● **EXERCISE REQUIREMENTS**:
One range is to be output from the listing below, exactly as written: the line with "Create a user." to the line with "let token = user.token.clone();", both kept.

● **INFORMATION SUPPLIED**:
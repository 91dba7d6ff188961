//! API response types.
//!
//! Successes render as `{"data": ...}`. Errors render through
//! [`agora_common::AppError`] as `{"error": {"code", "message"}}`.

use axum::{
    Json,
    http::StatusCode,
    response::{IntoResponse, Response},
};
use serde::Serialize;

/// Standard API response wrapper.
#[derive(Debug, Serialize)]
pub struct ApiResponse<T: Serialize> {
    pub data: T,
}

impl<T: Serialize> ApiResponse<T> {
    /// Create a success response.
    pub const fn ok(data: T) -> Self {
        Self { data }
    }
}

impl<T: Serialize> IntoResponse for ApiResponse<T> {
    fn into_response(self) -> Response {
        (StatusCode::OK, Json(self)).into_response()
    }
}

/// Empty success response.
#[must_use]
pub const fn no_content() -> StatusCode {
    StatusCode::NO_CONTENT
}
...
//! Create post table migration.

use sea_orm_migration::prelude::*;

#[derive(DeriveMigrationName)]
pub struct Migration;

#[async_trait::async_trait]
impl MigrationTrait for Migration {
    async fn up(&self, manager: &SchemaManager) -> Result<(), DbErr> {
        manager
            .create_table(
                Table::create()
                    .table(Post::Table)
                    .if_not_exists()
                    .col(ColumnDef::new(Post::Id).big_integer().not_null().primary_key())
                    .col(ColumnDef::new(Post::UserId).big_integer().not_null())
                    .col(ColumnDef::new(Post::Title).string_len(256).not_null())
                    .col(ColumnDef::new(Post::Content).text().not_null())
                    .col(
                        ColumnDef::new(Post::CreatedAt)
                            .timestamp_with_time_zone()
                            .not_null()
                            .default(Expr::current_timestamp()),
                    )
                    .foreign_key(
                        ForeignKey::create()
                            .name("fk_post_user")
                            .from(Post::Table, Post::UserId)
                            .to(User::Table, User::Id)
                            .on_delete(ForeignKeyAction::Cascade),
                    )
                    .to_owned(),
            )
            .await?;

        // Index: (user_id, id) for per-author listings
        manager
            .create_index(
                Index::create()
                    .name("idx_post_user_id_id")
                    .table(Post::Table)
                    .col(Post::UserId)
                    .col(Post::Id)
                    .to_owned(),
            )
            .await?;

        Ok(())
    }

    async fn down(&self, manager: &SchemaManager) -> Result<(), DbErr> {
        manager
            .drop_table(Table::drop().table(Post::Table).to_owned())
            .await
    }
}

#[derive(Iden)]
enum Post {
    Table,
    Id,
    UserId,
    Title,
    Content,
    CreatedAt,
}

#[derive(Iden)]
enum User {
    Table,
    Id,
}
==
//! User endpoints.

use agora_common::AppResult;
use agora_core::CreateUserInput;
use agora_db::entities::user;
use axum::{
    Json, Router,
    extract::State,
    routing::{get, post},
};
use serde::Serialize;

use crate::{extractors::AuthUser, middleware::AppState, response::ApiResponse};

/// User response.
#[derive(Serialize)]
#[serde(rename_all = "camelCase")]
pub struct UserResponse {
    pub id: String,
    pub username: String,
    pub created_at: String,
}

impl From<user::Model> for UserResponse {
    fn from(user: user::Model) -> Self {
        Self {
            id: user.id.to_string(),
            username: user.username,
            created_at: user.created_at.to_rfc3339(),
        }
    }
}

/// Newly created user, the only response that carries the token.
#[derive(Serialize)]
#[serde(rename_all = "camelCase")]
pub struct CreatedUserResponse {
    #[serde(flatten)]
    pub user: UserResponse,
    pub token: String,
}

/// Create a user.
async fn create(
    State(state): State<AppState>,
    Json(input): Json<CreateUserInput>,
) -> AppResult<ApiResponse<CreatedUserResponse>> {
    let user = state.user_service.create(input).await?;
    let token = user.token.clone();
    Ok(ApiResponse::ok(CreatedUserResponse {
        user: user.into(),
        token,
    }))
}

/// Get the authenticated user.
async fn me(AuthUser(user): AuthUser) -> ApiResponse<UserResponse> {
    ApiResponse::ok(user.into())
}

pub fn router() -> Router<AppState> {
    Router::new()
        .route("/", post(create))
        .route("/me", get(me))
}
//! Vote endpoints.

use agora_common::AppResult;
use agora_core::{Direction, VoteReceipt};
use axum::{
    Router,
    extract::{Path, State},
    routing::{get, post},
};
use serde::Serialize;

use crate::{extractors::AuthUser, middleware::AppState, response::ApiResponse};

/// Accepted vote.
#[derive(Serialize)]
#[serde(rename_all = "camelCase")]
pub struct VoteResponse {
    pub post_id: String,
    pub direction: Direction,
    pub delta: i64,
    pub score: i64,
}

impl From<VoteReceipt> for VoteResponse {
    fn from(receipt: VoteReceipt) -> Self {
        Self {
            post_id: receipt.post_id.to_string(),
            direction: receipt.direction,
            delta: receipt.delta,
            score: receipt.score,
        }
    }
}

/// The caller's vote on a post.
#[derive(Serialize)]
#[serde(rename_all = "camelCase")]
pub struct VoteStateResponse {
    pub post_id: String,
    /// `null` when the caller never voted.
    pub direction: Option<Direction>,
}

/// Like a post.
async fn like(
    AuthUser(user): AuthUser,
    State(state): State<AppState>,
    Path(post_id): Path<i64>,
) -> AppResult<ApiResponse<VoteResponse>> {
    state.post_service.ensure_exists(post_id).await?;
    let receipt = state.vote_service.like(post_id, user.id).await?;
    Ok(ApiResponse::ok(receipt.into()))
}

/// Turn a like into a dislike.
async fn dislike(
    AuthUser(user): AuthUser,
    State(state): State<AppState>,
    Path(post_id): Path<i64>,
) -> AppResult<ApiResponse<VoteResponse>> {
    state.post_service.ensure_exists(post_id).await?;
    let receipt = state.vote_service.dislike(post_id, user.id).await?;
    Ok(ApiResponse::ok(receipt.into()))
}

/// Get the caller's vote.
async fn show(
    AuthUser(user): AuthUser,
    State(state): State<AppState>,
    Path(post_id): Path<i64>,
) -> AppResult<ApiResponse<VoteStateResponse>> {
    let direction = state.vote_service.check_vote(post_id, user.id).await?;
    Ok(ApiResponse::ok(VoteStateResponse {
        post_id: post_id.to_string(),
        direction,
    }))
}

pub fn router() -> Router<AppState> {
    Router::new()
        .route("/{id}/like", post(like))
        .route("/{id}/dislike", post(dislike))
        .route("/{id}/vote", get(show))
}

● **WRITTEN ANSWER**:
/// Create a user.
async fn create(
    State(state): State<AppState>,
    Json(input): Json<CreateUserInput>,
) -> AppResult<ApiResponse<CreatedUserResponse>> {
    let user = state.user_service.create(input).await?;
    let token = user.token.clone();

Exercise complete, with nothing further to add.